* Work request
Go over the listing below line by line, and return each one holding the string "ProvisionOutcome".
::: Supplied data
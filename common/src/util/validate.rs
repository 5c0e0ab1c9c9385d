use validator::ValidateEmail;

/// ✅ 邮箱格式快速校验，批量投递的前置过滤用
pub fn is_valid_email(addr: &str) -> bool {
    let trimmed = addr.trim();
    !trimmed.is_empty() && trimmed.validate_email()
}
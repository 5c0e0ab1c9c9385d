use mongodb::{Client, Database, options::ClientOptions};

pub async fn init_db(url: &str, db_name: &str) -> mongodb::error::Result<Database> {
    let mut options = ClientOptions::parse(url).await?;
    options.app_name = Some("edu_cloud".to_string());
    let client = Client::with_options(options)?;
    Ok(client.database(db_name))
}
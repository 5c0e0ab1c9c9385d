use crate::biz_service::mail_service::MailServiceTrait;
use crate::biz_service::mail_template::welcome_mail;
use crate::biz_service::user_service::UserStoreTrait;
use crate::entitys::user_entity::{RoleType, UserEntity};
use common::batch::run_batch;
use common::errors::AppError;
use common::util::common_utils::{build_md5_with_key, build_uuid};
use common::util::date_util::now;
use common::util::password_util::generate_password;
use common::util::validate::is_valid_email;
use log::warn;
use std::sync::Arc;

/// 批量开通请求中的一条
#[derive(Debug, Clone)]
pub struct ProvisionRequest {
    pub email: String,
    /// 缺省为最低权限角色
    pub role: Option<RoleType>,
    /// 缺省按平台审核策略
    pub approved: Option<bool>,
}

/// 单条开通结果，保持输入相对顺序
#[derive(Debug, Clone)]
pub enum ProvisionOutcome {
    Created { email: String, user_id: String, password: String, email_sent: bool },
    Failed { email: String, error: String },
}

#[derive(Debug, Default)]
pub struct BulkCreationResult {
    pub outcomes: Vec<ProvisionOutcome>,
    /// 批前剔除的非法邮箱，不计入批次失败
    pub rejected: Vec<String>,
}

/// 批量开通编排：口令生成 -> 建账号 -> 发欢迎邮件
pub struct ProvisionService {
    users: Arc<dyn UserStoreTrait>,
    mail: Arc<dyn MailServiceTrait>,
    md5_key: String,
    app_url: String,
    auto_approve: bool,
    password_length: usize,
    send_concurrency: usize,
}

impl ProvisionService {
    #[allow(clippy::too_many_arguments)]
    pub fn new(
        users: Arc<dyn UserStoreTrait>,
        mail: Arc<dyn MailServiceTrait>,
        md5_key: String,
        app_url: String,
        auto_approve: bool,
        password_length: usize,
        send_concurrency: usize,
    ) -> Self {
        Self { users, mail, md5_key, app_url, auto_approve, password_length, send_concurrency }
    }

    /// 批量开通。非法邮箱批前剔除、不进批次；每条独立成败，
    /// 单条失败不影响其余。传输凭据等系统性问题在进入批次前暴露。
    pub async fn bulk_create(&self, requests: Vec<ProvisionRequest>) -> Result<BulkCreationResult, AppError> {
        self.mail.verify().await.map_err(AppError::from)?;

        let mut rejected = Vec::new();
        let mut valid = Vec::new();
        for req in requests {
            if is_valid_email(&req.email) {
                valid.push(req);
            } else {
                rejected.push(req.email);
            }
        }

        let report = run_batch(valid, self.send_concurrency, |req| self.provision_one(req)).await;
        let outcomes = report
            .outcomes
            .into_iter()
            .map(|o| match o.result {
                Ok(outcome) => outcome,
                Err(e) => ProvisionOutcome::Failed { email: o.target.email, error: e.to_string() },
            })
            .collect();

        Ok(BulkCreationResult { outcomes, rejected })
    }

    /// 单条开通。欢迎邮件失败不回滚账号：结果仍算开通成功，
    /// 运营可走重置口令通道补发凭据。
    async fn provision_one(&self, req: ProvisionRequest) -> Result<ProvisionOutcome, AppError> {
        let email = req.email.trim().to_lowercase();
        let password = generate_password(self.password_length);
        let ts = now();
        let user = UserEntity {
            id: build_uuid(),
            // 显示名先取邮箱前缀，用户首次登录后自行完善
            name: email.split('@').next().unwrap_or_default().to_string(),
            email: email.clone(),
            role: req.role.unwrap_or_default(),
            password: build_md5_with_key(&password, &self.md5_key),
            is_approved: req.approved.unwrap_or(self.auto_approve),
            force_password_change: true,
            create_time: ts,
            update_time: ts,
            ..Default::default()
        };
        let user_id = self.users.create_user(&user).await?;

        let msg = welcome_mail(&email, &password, &self.app_url);
        let email_sent = match self.mail.send(&msg).await {
            Ok(_) => true,
            Err(e) => {
                warn!("welcome mail to {} failed: {}", email, e);
                false
            }
        };
        Ok(ProvisionOutcome::Created { email, user_id, password, email_sent })
    }

    /// 重置口令并重发凭据邮件（开通后邮件缺失的补发通道）。
    /// 复用同一生成器，新口令落库后必须触发一次新的凭据投递。
    pub async fn regenerate_password(&self, user_id: &str, email: &str) -> Result<String, AppError> {
        let user = self.users.find_by_id(user_id).await?.ok_or(AppError::NotFound)?;
        if !user.email.eq_ignore_ascii_case(email.trim()) {
            return Err(AppError::Validation("email does not match user".to_string()));
        }
        let password = generate_password(self.password_length);
        self.users.set_password(user_id, &build_md5_with_key(&password, &self.md5_key)).await?;
        self.mail.send(&welcome_mail(&user.email, &password, &self.app_url)).await.map_err(AppError::from)?;
        Ok(password)
    }
}

#[cfg(test)]
mod tests {
    use super::*;
    use crate::biz_service::mail_service::{MailError, MailMessage};
    use async_trait::async_trait;
    use common::util::password_util::meets_policy;
    use std::collections::HashSet;
    use std::sync::Mutex;

    /// 内存版用户目录，按小写邮箱去重
    #[derive(Default)]
    struct FakeUsers {
        created: Mutex<Vec<UserEntity>>,
    }

    #[async_trait]
    impl UserStoreTrait for FakeUsers {
        async fn find_by_groups(&self, _group_ids: &[String]) -> Result<Vec<UserEntity>, AppError> {
            Ok(vec![])
        }
        async fn find_by_email(&self, email: &str) -> Result<Option<UserEntity>, AppError> {
            let target = email.trim().to_lowercase();
            Ok(self.created.lock().unwrap().iter().find(|u| u.email == target).cloned())
        }
        async fn find_by_id(&self, user_id: &str) -> Result<Option<UserEntity>, AppError> {
            Ok(self.created.lock().unwrap().iter().find(|u| u.id == user_id).cloned())
        }
        async fn create_user(&self, user: &UserEntity) -> Result<String, AppError> {
            if self.find_by_email(&user.email).await?.is_some() {
                return Err(AppError::BizError(format!("user.email.exists: {}", user.email)));
            }
            self.created.lock().unwrap().push(user.clone());
            Ok(user.id.clone())
        }
        async fn set_password(&self, user_id: &str, hash: &str) -> Result<(), AppError> {
            let mut created = self.created.lock().unwrap();
            let user = created.iter_mut().find(|u| u.id == user_id).ok_or(AppError::NotFound)?;
            user.password = hash.to_string();
            Ok(())
        }
    }

    struct FakeMail {
        verify_fails: bool,
        fail_for: HashSet<String>,
        sent: Mutex<Vec<MailMessage>>,
    }

    impl FakeMail {
        fn ok() -> Self {
            Self { verify_fails: false, fail_for: HashSet::new(), sent: Mutex::new(vec![]) }
        }
    }

    #[async_trait]
    impl MailServiceTrait for FakeMail {
        async fn verify(&self) -> Result<(), MailError> {
            if self.verify_fails { Err(MailError::Credentials) } else { Ok(()) }
        }
        async fn send(&self, mail: &MailMessage) -> Result<String, MailError> {
            if self.fail_for.contains(&mail.to) {
                return Err(MailError::Timeout(30));
            }
            self.sent.lock().unwrap().push(mail.clone());
            Ok("queued-id".to_string())
        }
    }

    fn service(mail: FakeMail) -> (ProvisionService, Arc<FakeUsers>, Arc<FakeMail>) {
        let users = Arc::new(FakeUsers::default());
        let mail = Arc::new(mail);
        let svc = ProvisionService::new(
            users.clone(),
            mail.clone(),
            "salt".to_string(),
            "https://portal.test".to_string(),
            true,
            12,
            2,
        );
        (svc, users, mail)
    }

    fn requests(emails: &[&str]) -> Vec<ProvisionRequest> {
        emails.iter().map(|e| ProvisionRequest { email: e.to_string(), role: None, approved: None }).collect()
    }

    #[tokio::test]
    async fn malformed_emails_are_rejected_before_the_batch() {
        let (svc, users, mail) = service(FakeMail::ok());
        let result = svc
            .bulk_create(requests(&["a@example.com", "not-an-email", "b@example.com", "c@example.com"]))
            .await
            .unwrap();

        assert_eq!(result.rejected, vec!["not-an-email"]);
        assert_eq!(result.outcomes.len(), 3);
        // 相对顺序保持：a、b、c
        let mut passwords = Vec::new();
        for (outcome, expect) in result.outcomes.iter().zip(["a@example.com", "b@example.com", "c@example.com"]) {
            match outcome {
                ProvisionOutcome::Created { email, password, email_sent, .. } => {
                    assert_eq!(email, expect);
                    assert!(meets_policy(password, 12), "weak password: {password}");
                    assert!(*email_sent);
                    passwords.push(password.clone());
                }
                other => panic!("unexpected outcome: {other:?}"),
            }
        }
        let unique: HashSet<_> = passwords.iter().collect();
        assert_eq!(unique.len(), 3);
        assert_eq!(users.created.lock().unwrap().len(), 3);
        assert_eq!(mail.sent.lock().unwrap().len(), 3);
    }

    #[tokio::test]
    async fn welcome_mail_failure_keeps_the_account() {
        let mut mail = FakeMail::ok();
        mail.fail_for.insert("b@example.com".to_string());
        let (svc, users, _mail) = service(mail);

        let result = svc.bulk_create(requests(&["a@example.com", "b@example.com"])).await.unwrap();
        assert_eq!(result.outcomes.len(), 2);
        match &result.outcomes[1] {
            ProvisionOutcome::Created { email, email_sent, .. } => {
                assert_eq!(email, "b@example.com");
                assert!(!email_sent);
            }
            other => panic!("unexpected outcome: {other:?}"),
        }
        // 账号仍然创建成功
        assert_eq!(users.created.lock().unwrap().len(), 2);
    }

    #[tokio::test]
    async fn duplicate_email_fails_that_item_only() {
        let (svc, users, _mail) = service(FakeMail::ok());
        let result = svc
            .bulk_create(requests(&["dup@example.com", "DUP@example.com", "ok@example.com"]))
            .await
            .unwrap();

        assert_eq!(result.outcomes.len(), 3);
        assert!(matches!(&result.outcomes[0], ProvisionOutcome::Created { .. }));
        match &result.outcomes[1] {
            ProvisionOutcome::Failed { email, error } => {
                assert_eq!(email, "DUP@example.com");
                assert!(error.contains("exists"));
            }
            other => panic!("unexpected outcome: {other:?}"),
        }
        assert!(matches!(&result.outcomes[2], ProvisionOutcome::Created { .. }));
        assert_eq!(users.created.lock().unwrap().len(), 2);
    }

    #[tokio::test]
    async fn broken_transport_fails_the_whole_operation() {
        let mail = FakeMail { verify_fails: true, ..FakeMail::ok() };
        let (svc, users, _mail) = service(mail);
        let result = svc.bulk_create(requests(&["a@example.com"])).await;
        assert!(result.is_err());
        assert!(users.created.lock().unwrap().is_empty());
    }

    #[tokio::test]
    async fn regenerate_password_stores_hash_and_resends_mail() {
        let (svc, users, mail) = service(FakeMail::ok());
        svc.bulk_create(requests(&["a@example.com"])).await.unwrap();
        let (user_id, old_hash) = {
            let created = users.created.lock().unwrap();
            (created[0].id.clone(), created[0].password.clone())
        };

        let password = svc.regenerate_password(&user_id, "a@example.com").await.unwrap();
        assert!(meets_policy(&password, 12));
        let created = users.created.lock().unwrap();
        assert_ne!(created[0].password, old_hash);
        assert_eq!(created[0].password, build_md5_with_key(&password, "salt"));
        // 开通 + 重置各一封
        assert_eq!(mail.sent.lock().unwrap().len(), 2);
    }

    #[tokio::test]
    async fn regenerate_password_checks_email_match() {
        let (svc, users, _mail) = service(FakeMail::ok());
        svc.bulk_create(requests(&["a@example.com"])).await.unwrap();
        let user_id = users.created.lock().unwrap()[0].id.clone();
        let result = svc.regenerate_password(&user_id, "other@example.com").await;
        assert!(matches!(result, Err(AppError::Validation(_))));
    }
}
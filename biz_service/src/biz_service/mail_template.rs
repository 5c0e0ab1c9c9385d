//! 邮件模板渲染：HTML 正文 + 纯文本兜底，内容自包含，不做外部模板引擎

use crate::biz_service::mail_service::MailMessage;
use crate::entitys::announcement_entity::AnnouncementFile;
use common::util::date_util::time_to_str;

pub const PLATFORM_NAME: &str = "EduCloud";

const STYLE: &str = "font-family:-apple-system,BlinkMacSystemFont,'Segoe UI',Roboto,Arial,sans-serif;line-height:1.6;color:#333;";

fn layout(header: &str, body: &str) -> String {
    format!(
        "<!DOCTYPE html><html><body style=\"{STYLE}\">\
         <div style=\"max-width:600px;margin:0 auto;background:#ffffff\">\
         <div style=\"background:#059669;color:white;padding:30px 20px;text-align:center\">\
         <h1 style=\"margin:0\">{PLATFORM_NAME}</h1><p style=\"margin:5px 0 0 0\">{header}</p></div>\
         <div style=\"padding:40px 30px\">{body}</div>\
         <div style=\"background:#f8fafc;text-align:center;padding:25px 20px;color:#64748b;font-size:13px\">\
         <p><strong>{PLATFORM_NAME}</strong> - Learning Community</p>\
         <p>This is an automated email. Please do not reply to this message.</p></div>\
         </div></body></html>"
    )
}

/// 新账号欢迎邮件，携带初始凭据
pub fn welcome_mail(to: &str, password: &str, app_url: &str) -> MailMessage {
    let body = format!(
        "<p>Hello,</p>\
         <p>Welcome to {PLATFORM_NAME}! Your account has been created successfully. Here are your login credentials:</p>\
         <div style=\"background:#f8fafc;border:1px solid #e2e8f0;border-radius:8px;padding:20px;margin:20px 0\">\
         <p><strong>Email:</strong> {to}</p>\
         <p><strong>Password:</strong> {password}</p></div>\
         <p><strong>Important:</strong> For security reasons, you will be required to change your password when you first log in.</p>\
         <p><a href=\"{app_url}/login\" style=\"display:inline-block;padding:12px 24px;background:#10b981;color:white;text-decoration:none;border-radius:6px\">Login to Your Account</a></p>"
    );
    let text = format!(
        "Welcome to {PLATFORM_NAME}!\n\n\
         Your account has been created successfully. Here are your login credentials:\n\n\
         Email: {to}\nPassword: {password}\n\n\
         Important: For security reasons, you will be required to change your password when you first log in.\n\n\
         Login to your account: {app_url}/login\n"
    );
    MailMessage {
        to: to.to_string(),
        subject: format!("Welcome to {PLATFORM_NAME} - Your Account Details"),
        html: layout("Your Account is Ready", &body),
        text,
    }
}

/// 公告通知邮件的动态内容
pub struct AnnouncementMailData<'a> {
    pub title: &'a str,
    pub content: &'a str,
    pub group_names: &'a [String],
    pub files: &'a [AnnouncementFile],
    pub created_at: i64,
}

fn file_badge(file: &AnnouncementFile) -> &'static str {
    if file.is_downloadable { "Downloadable" } else { "View Only" }
}

/// 公告通知：群组徽标 + 正文 + 附件清单（含下载/仅查看标记）
pub fn announcement_mail(to: &str, recipient_name: &str, data: &AnnouncementMailData, app_url: &str) -> MailMessage {
    let badges: String = data
        .group_names
        .iter()
        .map(|name| {
            format!(
                "<span style=\"display:inline-block;background:#d1fae5;color:#065f46;padding:6px 14px;border-radius:16px;margin:2px\">{name}</span>"
            )
        })
        .collect();

    let files_html = if data.files.is_empty() {
        String::new()
    } else {
        let items: String = data
            .files
            .iter()
            .map(|f| {
                format!(
                    "<div style=\"padding:10px;background:white;border:1px solid #e5e7eb;border-radius:6px;margin-bottom:8px\">\
                     {} <span style=\"float:right;font-size:12px\">{}</span></div>",
                    f.name,
                    file_badge(f)
                )
            })
            .collect();
        format!(
            "<div style=\"margin-top:30px;padding:20px;background:#f1f5f9;border-radius:8px\">\
             <h3 style=\"margin-top:0\">Attachments ({})</h3>{items}\
             <p style=\"font-size:14px;color:#64748b\">To download or view these files, please visit your dashboard.</p></div>",
            data.files.len()
        )
    };

    let body = format!(
        "<p>Hello {recipient_name},</p>\
         <p>You have received a new announcement in the following groups:</p>\
         <div>{badges}</div>\
         <h2>{}</h2>\
         <div style=\"background:#f8fafc;border-left:4px solid #10b981;padding:20px;margin:20px 0;white-space:pre-wrap\">{}</div>\
         <p style=\"color:#64748b;font-size:14px\">Posted: {}</p>\
         {files_html}\
         <p><a href=\"{app_url}/groups\" style=\"display:inline-block;padding:12px 24px;background:#10b981;color:white;text-decoration:none;border-radius:6px\">View in Dashboard</a></p>",
        data.title,
        data.content,
        time_to_str(data.created_at),
    );

    let files_text = if data.files.is_empty() {
        String::new()
    } else {
        let items: String =
            data.files.iter().map(|f| format!("- {} ({})\n", f.name, file_badge(f))).collect();
        format!("\nThis announcement includes {} attachment(s):\n{items}", data.files.len())
    };
    let text = format!(
        "Hello {recipient_name},\n\n\
         You have received a new announcement in the following groups:\n{}\n\n\
         {}\n\n{}\n{files_text}\n\
         View this announcement in your {PLATFORM_NAME} dashboard: {app_url}/groups\n",
        data.group_names.iter().map(|n| format!("- {n}")).collect::<Vec<_>>().join("\n"),
        data.title,
        data.content,
    );

    MailMessage {
        to: to.to_string(),
        subject: format!("New Announcement: {} - {PLATFORM_NAME}", data.title),
        html: layout("New Announcement", &body),
        text,
    }
}

/// 密码重置引导邮件
pub fn reset_password_mail(to: &str, app_url: &str) -> MailMessage {
    let body = format!(
        "<p>Hello,</p>\
         <p>We received a request to reset your password for your {PLATFORM_NAME} account. Click the button below to reset your password:</p>\
         <p><a href=\"{app_url}/reset-password\" style=\"display:inline-block;padding:12px 24px;background:#10b981;color:white;text-decoration:none;border-radius:6px\">Reset Password</a></p>\
         <p><strong>Important:</strong> This link will expire in 1 hour. If you did not request a password reset, please ignore this email.</p>"
    );
    let text = format!(
        "Reset Your {PLATFORM_NAME} Password\n\n\
         We received a request to reset your password. Open the link below to continue:\n\n\
         {app_url}/reset-password\n\n\
         Important: This link will expire in 1 hour. If you did not request a password reset, please ignore this email.\n"
    );
    MailMessage {
        to: to.to_string(),
        subject: format!("Reset Your {PLATFORM_NAME} Password"),
        html: layout("Reset Your Password", &body),
        text,
    }
}

/// 注册验证码邮件
pub fn otp_mail(to: &str, name: &str, otp: &str) -> MailMessage {
    let body = format!(
        "<p>Hello {name},</p>\
         <p>To complete your registration and verify your email address, please use the verification code below:</p>\
         <div style=\"background:#f8fafc;border:2px solid #e2e8f0;border-radius:12px;padding:30px;margin:30px 0;text-align:center\">\
         <div style=\"font-size:48px;letter-spacing:12px;color:#3b82f6;font-weight:700;font-family:monospace\">{otp}</div>\
         <p style=\"color:#ef4444;font-size:14px\">This code expires in 10 minutes</p></div>\
         <p><strong>Security Notice:</strong> Never share this code with anyone. {PLATFORM_NAME} staff will never ask for your verification code.</p>"
    );
    let text = format!(
        "Hello {name},\n\n\
         Your {PLATFORM_NAME} verification code is: {otp}\n\n\
         This code will expire in 10 minutes.\n\n\
         If you didn't request this code, please ignore this email.\n"
    );
    MailMessage {
        to: to.to_string(),
        subject: format!("Verify your {PLATFORM_NAME} Account - OTP"),
        html: layout("Email Verification", &body),
        text,
    }
}

#[cfg(test)]
mod tests {
    use super::*;

    fn file(name: &str, downloadable: bool) -> AnnouncementFile {
        AnnouncementFile { name: name.to_string(), is_downloadable: downloadable, ..Default::default() }
    }

    #[test]
    fn welcome_mail_carries_credentials_and_login_link() {
        let mail = welcome_mail("new@example.com", "Aa1!xyzXYZ12", "https://portal.test");
        assert_eq!(mail.to, "new@example.com");
        assert!(mail.html.contains("Aa1!xyzXYZ12"));
        assert!(mail.text.contains("Aa1!xyzXYZ12"));
        assert!(mail.html.contains("https://portal.test/login"));
    }

    #[test]
    fn announcement_mail_renders_groups_and_file_badges() {
        let files = vec![file("slides.pdf", true), file("exam.pdf", false)];
        let groups = vec!["Linux Basics".to_string(), "Shell Scripting".to_string()];
        let data = AnnouncementMailData {
            title: "Week 3 schedule",
            content: "Lab moved to Friday.",
            group_names: &groups,
            files: &files,
            created_at: 1_700_000_000,
        };
        let mail = announcement_mail("u1@example.com", "Li Lei", &data, "https://portal.test");
        assert!(mail.subject.contains("Week 3 schedule"));
        assert!(mail.html.contains("Linux Basics"));
        assert!(mail.html.contains("Shell Scripting"));
        assert!(mail.html.contains("slides.pdf"));
        assert!(mail.html.contains("Downloadable"));
        assert!(mail.html.contains("View Only"));
        assert!(mail.text.contains("- slides.pdf (Downloadable)"));
        assert!(mail.text.contains("- exam.pdf (View Only)"));
    }

    #[test]
    fn announcement_mail_omits_attachment_block_when_no_files() {
        let groups = vec!["Linux Basics".to_string()];
        let data = AnnouncementMailData {
            title: "No files here",
            content: "Plain announcement.",
            group_names: &groups,
            files: &[],
            created_at: 1_700_000_000,
        };
        let mail = announcement_mail("u1@example.com", "Han Meimei", &data, "https://portal.test");
        assert!(!mail.html.contains("Attachments"));
        assert!(!mail.text.contains("attachment"));
    }

    #[test]
    fn otp_mail_contains_code() {
        let mail = otp_mail("s@example.com", "Wang", "482913");
        assert!(mail.html.contains("482913"));
        assert!(mail.text.contains("482913"));
    }
}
::::::
* Finished exercise
pub enum ProvisionOutcome {
    pub outcomes: Vec<ProvisionOutcome>,
                Err(e) => ProvisionOutcome::Failed { email: o.target.email, error: e.to_string() },
    async fn provision_one(&self, req: ProvisionRequest) -> Result<ProvisionOutcome, AppError> {
        Ok(ProvisionOutcome::Created { email, user_id, password, email_sent })
                ProvisionOutcome::Created { email, password, email_sent, .. } => {
            ProvisionOutcome::Created { email, email_sent, .. } => {
        assert!(matches!(&result.outcomes[0], ProvisionOutcome::Created { .. }));
            ProvisionOutcome::Failed { email, error } => {
        assert!(matches!(&result.outcomes[2], ProvisionOutcome::Created { .. }));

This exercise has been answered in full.